== Exercise description ==
Filter the entries for the string "ValidatorFactory". Copy each line that has it.

== Entries shown ==

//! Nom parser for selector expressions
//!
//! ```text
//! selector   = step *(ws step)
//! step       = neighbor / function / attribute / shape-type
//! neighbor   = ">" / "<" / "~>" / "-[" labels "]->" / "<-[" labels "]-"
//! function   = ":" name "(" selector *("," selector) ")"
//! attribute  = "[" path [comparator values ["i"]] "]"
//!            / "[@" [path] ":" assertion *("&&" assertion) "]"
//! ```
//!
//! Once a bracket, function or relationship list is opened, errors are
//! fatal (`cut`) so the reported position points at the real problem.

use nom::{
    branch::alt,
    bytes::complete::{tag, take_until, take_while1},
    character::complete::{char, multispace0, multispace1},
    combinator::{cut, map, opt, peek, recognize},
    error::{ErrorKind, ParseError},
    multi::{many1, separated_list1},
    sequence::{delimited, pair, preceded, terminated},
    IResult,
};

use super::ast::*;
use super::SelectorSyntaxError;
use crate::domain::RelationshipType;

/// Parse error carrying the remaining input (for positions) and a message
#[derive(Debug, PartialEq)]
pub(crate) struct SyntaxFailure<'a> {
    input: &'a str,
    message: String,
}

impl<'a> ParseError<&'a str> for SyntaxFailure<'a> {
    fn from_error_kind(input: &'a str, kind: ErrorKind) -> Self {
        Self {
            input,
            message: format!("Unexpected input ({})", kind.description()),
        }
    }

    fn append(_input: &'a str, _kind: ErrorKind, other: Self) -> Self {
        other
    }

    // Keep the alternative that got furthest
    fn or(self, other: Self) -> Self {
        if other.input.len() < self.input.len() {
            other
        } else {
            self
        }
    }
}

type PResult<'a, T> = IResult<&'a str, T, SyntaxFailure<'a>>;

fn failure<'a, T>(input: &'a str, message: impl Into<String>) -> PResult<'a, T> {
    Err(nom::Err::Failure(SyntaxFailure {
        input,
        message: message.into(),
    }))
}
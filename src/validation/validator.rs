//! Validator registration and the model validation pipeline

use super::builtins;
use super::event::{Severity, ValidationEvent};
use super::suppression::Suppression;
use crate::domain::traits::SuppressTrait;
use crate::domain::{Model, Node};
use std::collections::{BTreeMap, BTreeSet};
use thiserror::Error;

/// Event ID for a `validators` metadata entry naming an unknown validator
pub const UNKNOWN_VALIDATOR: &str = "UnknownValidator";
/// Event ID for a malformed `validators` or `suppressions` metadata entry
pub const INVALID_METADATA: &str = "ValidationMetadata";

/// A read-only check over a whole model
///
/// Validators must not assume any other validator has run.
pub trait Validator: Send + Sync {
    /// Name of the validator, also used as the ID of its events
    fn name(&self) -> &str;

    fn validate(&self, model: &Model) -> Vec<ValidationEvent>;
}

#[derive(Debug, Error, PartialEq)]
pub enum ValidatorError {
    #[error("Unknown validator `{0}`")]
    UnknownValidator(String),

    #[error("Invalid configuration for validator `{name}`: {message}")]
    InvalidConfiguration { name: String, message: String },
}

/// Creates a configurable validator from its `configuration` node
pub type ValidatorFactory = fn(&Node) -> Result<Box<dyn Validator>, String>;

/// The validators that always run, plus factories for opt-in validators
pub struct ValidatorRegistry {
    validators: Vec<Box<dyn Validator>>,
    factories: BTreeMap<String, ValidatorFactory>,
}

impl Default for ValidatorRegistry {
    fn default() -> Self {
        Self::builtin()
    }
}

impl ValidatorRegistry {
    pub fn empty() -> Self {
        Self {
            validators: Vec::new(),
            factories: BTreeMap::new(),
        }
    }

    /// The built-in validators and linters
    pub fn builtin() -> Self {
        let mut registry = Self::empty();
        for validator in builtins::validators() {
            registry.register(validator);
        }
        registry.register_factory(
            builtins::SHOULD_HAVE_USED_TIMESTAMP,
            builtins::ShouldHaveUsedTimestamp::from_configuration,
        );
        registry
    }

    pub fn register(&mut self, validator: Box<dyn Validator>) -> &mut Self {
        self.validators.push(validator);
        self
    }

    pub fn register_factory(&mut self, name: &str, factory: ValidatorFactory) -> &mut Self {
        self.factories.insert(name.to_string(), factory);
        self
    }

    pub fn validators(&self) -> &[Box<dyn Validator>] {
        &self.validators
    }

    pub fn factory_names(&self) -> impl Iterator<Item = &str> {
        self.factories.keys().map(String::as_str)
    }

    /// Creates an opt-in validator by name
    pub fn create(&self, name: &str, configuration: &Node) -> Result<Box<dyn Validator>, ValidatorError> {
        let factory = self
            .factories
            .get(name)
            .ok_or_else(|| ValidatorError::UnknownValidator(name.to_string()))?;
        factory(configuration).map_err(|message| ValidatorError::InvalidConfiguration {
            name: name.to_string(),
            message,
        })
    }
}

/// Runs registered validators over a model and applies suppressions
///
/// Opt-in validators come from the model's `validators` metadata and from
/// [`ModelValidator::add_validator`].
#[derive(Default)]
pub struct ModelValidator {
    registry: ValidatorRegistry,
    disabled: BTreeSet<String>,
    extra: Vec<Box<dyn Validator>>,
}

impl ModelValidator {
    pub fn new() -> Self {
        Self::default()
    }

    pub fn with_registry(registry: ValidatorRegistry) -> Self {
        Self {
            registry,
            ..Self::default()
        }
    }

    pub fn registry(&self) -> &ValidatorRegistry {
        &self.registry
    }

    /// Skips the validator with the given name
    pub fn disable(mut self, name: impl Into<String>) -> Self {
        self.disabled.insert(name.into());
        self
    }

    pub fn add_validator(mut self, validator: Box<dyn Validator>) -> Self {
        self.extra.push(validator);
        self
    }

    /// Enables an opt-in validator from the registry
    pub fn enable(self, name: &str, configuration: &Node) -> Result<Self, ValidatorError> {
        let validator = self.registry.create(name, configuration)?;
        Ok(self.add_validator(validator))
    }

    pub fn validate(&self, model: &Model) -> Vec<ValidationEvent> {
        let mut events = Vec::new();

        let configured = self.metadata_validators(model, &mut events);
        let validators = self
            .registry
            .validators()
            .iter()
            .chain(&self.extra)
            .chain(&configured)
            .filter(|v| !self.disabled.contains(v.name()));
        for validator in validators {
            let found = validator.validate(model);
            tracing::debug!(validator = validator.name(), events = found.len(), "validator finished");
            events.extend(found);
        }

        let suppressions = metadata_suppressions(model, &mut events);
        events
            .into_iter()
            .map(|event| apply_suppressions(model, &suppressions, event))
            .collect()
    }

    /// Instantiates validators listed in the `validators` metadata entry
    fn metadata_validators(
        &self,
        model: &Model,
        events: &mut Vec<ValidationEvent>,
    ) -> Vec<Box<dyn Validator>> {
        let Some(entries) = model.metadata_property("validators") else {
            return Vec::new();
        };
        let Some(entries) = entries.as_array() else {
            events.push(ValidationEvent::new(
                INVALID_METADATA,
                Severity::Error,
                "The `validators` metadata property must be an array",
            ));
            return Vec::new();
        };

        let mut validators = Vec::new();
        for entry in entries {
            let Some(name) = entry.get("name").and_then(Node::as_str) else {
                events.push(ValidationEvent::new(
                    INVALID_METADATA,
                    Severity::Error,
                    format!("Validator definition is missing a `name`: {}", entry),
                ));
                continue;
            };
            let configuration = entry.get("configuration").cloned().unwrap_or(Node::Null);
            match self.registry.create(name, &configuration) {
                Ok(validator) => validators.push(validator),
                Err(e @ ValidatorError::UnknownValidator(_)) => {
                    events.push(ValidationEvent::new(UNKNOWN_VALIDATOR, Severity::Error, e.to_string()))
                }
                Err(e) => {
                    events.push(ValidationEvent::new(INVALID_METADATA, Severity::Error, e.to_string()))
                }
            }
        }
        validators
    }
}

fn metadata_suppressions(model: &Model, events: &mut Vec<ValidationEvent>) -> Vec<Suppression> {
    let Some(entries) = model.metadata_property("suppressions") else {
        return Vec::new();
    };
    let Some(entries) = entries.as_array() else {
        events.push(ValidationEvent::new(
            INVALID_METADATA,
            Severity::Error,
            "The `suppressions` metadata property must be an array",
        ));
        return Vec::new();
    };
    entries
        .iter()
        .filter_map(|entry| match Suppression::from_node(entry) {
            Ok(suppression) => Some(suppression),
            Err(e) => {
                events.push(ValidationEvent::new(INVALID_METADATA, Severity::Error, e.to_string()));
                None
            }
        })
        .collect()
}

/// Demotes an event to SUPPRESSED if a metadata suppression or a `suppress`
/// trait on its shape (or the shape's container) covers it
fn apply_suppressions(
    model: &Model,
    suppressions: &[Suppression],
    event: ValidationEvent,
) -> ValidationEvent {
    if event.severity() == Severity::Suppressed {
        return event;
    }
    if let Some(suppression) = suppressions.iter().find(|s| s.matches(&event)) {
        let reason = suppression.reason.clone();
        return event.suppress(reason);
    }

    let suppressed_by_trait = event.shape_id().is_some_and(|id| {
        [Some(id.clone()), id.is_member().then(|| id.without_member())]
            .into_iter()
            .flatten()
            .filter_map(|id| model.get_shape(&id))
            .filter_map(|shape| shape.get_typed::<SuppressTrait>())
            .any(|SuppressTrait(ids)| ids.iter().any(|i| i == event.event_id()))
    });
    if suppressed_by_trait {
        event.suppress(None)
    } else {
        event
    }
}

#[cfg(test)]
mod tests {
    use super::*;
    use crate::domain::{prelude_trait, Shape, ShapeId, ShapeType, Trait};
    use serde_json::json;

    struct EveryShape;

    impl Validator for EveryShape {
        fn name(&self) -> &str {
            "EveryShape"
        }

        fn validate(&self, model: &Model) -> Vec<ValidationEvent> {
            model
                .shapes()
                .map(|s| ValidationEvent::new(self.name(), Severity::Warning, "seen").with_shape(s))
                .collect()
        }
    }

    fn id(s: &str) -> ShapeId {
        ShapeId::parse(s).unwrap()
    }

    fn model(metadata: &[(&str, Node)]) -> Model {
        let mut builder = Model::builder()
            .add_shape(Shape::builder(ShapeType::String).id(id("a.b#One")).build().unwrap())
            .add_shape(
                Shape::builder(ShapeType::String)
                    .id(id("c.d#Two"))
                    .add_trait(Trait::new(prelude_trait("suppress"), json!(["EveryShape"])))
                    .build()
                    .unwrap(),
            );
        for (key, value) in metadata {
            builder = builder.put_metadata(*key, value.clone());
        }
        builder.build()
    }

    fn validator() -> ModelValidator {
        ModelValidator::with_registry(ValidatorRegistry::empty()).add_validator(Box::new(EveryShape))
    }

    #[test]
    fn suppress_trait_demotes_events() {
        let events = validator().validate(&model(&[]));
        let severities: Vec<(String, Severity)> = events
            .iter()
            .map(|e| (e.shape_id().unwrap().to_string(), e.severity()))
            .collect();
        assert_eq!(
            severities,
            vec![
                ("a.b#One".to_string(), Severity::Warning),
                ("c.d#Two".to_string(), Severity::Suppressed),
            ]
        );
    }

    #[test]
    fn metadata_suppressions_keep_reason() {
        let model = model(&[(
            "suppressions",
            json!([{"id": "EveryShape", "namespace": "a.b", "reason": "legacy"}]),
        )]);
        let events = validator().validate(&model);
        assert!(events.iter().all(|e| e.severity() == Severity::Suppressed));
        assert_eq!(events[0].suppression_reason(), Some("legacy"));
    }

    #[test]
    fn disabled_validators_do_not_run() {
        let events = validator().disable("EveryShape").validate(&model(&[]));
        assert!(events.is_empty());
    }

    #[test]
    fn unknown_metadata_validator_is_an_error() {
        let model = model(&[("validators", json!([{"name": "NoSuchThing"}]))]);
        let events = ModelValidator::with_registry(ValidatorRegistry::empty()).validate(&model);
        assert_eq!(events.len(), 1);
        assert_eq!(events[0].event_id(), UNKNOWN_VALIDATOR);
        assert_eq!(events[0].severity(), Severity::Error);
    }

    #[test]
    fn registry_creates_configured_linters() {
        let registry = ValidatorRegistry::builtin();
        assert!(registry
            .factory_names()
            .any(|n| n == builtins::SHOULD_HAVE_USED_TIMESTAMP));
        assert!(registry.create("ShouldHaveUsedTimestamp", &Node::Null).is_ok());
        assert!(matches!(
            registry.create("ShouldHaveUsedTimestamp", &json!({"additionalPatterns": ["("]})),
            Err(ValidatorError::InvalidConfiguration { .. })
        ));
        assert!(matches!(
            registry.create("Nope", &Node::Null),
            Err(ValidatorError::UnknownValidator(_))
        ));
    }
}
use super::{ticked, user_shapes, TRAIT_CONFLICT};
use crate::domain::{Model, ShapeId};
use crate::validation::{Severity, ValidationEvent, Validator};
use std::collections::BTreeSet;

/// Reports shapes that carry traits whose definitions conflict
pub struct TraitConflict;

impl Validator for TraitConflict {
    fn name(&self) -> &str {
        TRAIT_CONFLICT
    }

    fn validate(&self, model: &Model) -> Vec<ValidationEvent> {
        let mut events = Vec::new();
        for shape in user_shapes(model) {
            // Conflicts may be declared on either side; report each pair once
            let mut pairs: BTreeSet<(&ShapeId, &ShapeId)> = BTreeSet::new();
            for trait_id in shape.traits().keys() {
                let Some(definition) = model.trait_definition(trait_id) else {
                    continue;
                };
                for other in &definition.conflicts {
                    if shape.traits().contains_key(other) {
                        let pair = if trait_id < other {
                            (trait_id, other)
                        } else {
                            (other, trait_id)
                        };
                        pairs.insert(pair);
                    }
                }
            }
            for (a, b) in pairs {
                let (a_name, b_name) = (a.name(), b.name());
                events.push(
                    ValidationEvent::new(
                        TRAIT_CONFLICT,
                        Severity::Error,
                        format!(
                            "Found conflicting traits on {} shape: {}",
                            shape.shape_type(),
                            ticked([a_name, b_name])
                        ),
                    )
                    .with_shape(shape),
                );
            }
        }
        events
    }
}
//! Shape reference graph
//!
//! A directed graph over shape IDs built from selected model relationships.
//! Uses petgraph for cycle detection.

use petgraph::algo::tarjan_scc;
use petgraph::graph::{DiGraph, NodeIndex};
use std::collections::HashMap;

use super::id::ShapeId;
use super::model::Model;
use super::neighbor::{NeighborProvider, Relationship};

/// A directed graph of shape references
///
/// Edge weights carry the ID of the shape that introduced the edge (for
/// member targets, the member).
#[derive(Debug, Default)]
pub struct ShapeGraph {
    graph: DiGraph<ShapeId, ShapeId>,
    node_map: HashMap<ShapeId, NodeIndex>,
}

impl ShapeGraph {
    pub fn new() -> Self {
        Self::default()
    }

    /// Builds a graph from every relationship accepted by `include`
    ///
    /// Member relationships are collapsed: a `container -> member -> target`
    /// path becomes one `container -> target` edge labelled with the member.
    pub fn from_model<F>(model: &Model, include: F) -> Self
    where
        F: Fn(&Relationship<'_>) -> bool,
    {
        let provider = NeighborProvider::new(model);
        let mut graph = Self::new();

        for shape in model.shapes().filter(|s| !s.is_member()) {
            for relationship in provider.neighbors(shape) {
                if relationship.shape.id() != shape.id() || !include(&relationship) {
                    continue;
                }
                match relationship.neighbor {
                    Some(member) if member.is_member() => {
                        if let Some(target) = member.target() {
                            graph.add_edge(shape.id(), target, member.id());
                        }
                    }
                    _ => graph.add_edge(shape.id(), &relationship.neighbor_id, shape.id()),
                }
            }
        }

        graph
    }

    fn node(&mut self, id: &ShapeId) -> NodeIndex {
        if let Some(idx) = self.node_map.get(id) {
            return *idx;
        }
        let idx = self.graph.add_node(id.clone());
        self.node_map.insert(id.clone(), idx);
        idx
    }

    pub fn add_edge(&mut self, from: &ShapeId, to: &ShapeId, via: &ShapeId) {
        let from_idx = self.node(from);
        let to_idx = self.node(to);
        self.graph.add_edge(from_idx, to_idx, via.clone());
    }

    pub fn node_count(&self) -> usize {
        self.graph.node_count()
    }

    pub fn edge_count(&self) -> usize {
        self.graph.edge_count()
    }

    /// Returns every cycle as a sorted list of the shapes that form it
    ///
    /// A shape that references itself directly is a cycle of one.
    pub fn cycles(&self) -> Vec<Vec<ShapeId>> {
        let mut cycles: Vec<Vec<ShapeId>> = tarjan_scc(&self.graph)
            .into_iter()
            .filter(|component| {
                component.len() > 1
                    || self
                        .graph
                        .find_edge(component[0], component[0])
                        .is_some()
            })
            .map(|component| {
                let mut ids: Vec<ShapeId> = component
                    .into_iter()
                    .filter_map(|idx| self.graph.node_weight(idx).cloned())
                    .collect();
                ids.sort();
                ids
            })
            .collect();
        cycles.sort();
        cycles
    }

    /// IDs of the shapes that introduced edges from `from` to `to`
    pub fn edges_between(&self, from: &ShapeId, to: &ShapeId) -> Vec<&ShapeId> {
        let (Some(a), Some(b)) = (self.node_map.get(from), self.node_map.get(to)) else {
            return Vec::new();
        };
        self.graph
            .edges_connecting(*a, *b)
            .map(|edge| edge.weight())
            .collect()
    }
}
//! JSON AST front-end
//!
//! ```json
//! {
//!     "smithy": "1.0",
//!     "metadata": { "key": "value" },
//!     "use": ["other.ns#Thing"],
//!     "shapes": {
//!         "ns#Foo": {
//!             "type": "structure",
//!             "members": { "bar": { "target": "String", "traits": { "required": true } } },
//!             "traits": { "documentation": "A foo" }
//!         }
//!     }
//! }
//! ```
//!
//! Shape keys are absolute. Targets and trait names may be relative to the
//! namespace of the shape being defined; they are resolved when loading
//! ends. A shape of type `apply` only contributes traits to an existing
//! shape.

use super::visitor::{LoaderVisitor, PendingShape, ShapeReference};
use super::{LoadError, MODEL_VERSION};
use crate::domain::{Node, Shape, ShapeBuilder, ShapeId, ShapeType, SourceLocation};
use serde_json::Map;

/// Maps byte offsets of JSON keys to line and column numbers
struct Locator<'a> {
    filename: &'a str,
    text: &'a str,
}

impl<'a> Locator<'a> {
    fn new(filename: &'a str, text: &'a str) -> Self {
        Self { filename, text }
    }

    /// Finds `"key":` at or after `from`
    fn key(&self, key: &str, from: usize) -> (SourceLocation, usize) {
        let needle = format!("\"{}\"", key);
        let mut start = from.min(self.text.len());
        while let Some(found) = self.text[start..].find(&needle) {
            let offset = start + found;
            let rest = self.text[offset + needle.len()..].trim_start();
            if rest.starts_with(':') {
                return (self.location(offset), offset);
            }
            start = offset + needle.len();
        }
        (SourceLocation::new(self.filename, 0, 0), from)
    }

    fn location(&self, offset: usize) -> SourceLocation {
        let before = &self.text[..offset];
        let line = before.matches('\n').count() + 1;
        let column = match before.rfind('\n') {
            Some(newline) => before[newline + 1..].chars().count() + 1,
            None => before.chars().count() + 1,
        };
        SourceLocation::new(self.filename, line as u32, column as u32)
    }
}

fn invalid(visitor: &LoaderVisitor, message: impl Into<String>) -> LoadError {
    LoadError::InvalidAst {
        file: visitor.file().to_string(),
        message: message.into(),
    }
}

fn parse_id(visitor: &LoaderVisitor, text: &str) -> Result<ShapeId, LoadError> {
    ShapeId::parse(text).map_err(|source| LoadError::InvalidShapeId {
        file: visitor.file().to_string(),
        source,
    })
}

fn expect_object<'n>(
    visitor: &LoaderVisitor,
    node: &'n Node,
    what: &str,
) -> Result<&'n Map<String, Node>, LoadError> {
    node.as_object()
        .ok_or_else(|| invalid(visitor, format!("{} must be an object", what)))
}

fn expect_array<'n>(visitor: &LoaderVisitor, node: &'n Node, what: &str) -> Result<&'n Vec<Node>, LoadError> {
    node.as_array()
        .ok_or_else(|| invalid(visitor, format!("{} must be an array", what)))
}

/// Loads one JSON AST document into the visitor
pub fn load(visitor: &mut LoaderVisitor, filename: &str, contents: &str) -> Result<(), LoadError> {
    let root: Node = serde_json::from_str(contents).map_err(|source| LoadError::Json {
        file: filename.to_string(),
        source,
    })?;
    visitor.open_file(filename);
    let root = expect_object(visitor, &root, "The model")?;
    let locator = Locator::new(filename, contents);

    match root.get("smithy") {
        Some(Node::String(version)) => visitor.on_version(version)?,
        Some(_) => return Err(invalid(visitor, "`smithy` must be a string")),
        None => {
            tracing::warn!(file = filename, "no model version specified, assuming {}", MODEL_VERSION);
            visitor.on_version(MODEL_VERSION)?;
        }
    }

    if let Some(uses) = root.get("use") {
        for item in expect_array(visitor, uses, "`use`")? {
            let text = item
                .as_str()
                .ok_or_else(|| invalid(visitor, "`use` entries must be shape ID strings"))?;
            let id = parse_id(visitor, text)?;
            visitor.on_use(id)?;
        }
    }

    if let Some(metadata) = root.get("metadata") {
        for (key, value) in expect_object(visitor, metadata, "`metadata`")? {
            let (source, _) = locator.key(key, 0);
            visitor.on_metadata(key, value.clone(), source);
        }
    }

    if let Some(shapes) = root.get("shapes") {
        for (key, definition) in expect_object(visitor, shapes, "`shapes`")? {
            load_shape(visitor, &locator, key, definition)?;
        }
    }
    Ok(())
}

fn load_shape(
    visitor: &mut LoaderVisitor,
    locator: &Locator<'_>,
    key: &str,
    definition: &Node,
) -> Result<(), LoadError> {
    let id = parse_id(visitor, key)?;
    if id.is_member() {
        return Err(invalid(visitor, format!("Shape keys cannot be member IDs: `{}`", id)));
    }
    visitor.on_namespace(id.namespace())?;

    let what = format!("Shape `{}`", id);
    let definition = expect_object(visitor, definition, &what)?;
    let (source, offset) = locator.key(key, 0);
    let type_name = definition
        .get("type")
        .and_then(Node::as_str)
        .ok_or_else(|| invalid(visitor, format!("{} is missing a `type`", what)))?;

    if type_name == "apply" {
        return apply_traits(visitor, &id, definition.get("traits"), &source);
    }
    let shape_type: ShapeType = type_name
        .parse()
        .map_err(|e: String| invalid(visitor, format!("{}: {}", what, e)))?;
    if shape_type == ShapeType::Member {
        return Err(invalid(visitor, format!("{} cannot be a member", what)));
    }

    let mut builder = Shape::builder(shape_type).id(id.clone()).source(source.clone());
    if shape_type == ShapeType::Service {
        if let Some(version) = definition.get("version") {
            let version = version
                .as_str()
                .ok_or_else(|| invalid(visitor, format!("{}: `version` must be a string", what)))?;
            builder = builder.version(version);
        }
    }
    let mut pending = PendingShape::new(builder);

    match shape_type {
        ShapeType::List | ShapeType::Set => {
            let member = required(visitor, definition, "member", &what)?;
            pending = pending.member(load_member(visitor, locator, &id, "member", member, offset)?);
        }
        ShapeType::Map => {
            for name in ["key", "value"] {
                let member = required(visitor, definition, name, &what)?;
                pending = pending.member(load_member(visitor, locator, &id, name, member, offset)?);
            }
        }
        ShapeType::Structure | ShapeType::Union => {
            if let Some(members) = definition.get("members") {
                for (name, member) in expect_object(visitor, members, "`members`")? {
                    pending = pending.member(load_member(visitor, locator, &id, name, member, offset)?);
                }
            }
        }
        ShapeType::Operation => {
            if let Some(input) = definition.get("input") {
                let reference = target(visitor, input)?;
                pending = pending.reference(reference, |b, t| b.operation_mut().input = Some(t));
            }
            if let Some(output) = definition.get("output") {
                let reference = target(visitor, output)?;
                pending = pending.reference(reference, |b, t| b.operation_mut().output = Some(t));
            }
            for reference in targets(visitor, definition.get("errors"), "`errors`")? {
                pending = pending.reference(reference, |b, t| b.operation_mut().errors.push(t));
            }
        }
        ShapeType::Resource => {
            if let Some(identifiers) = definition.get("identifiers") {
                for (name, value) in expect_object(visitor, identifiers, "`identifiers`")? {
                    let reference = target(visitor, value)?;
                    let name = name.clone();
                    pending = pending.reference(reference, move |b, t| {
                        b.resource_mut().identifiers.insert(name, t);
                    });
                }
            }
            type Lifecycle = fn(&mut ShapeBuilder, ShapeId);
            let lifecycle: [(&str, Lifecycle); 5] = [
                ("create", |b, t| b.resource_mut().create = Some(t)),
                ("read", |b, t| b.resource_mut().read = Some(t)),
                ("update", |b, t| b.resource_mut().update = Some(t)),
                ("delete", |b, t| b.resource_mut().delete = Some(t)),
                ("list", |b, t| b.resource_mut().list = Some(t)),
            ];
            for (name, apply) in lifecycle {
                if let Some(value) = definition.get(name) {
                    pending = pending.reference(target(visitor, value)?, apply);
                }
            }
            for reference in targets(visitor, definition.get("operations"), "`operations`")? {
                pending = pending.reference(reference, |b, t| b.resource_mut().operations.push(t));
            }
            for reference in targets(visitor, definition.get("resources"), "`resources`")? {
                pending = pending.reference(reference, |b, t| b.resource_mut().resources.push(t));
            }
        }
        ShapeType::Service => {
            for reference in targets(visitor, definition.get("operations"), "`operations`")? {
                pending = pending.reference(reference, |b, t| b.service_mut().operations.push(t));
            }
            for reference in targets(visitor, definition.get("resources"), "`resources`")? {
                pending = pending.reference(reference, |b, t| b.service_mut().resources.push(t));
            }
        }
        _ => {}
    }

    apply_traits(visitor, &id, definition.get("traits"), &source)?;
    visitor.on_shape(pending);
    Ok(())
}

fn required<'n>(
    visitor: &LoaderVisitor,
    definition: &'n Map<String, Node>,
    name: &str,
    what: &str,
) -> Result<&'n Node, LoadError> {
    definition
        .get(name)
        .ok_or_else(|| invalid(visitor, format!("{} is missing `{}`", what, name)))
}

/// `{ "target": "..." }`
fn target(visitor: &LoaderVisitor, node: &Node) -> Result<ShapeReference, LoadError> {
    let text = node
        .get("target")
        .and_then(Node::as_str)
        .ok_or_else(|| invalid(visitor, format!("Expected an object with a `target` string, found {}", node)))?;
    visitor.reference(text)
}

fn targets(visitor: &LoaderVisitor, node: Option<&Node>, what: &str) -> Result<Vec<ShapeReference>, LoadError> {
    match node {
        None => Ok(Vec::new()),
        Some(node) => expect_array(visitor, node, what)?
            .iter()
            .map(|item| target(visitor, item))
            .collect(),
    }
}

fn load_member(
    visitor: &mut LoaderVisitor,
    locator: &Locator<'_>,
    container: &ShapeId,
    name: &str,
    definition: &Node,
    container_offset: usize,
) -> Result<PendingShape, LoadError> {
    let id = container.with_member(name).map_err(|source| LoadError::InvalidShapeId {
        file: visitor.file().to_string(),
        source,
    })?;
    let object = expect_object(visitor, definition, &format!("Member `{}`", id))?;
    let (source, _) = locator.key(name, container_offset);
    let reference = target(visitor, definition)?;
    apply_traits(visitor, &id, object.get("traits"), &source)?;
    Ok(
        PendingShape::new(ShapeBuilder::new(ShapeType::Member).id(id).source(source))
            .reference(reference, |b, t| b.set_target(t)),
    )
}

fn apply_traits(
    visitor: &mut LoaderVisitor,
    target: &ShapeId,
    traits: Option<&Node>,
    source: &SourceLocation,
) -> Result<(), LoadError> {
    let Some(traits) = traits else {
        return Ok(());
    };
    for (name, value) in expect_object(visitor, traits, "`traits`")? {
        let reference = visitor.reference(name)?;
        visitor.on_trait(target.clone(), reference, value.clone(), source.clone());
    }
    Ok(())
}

== Response to this exercise ==
pub type ValidatorFactory = fn(&Node) -> Result<Box<dyn Validator>, String>;
    factories: BTreeMap<String, ValidatorFactory>,
    pub fn register_factory(&mut self, name: &str, factory: ValidatorFactory) -> &mut Self {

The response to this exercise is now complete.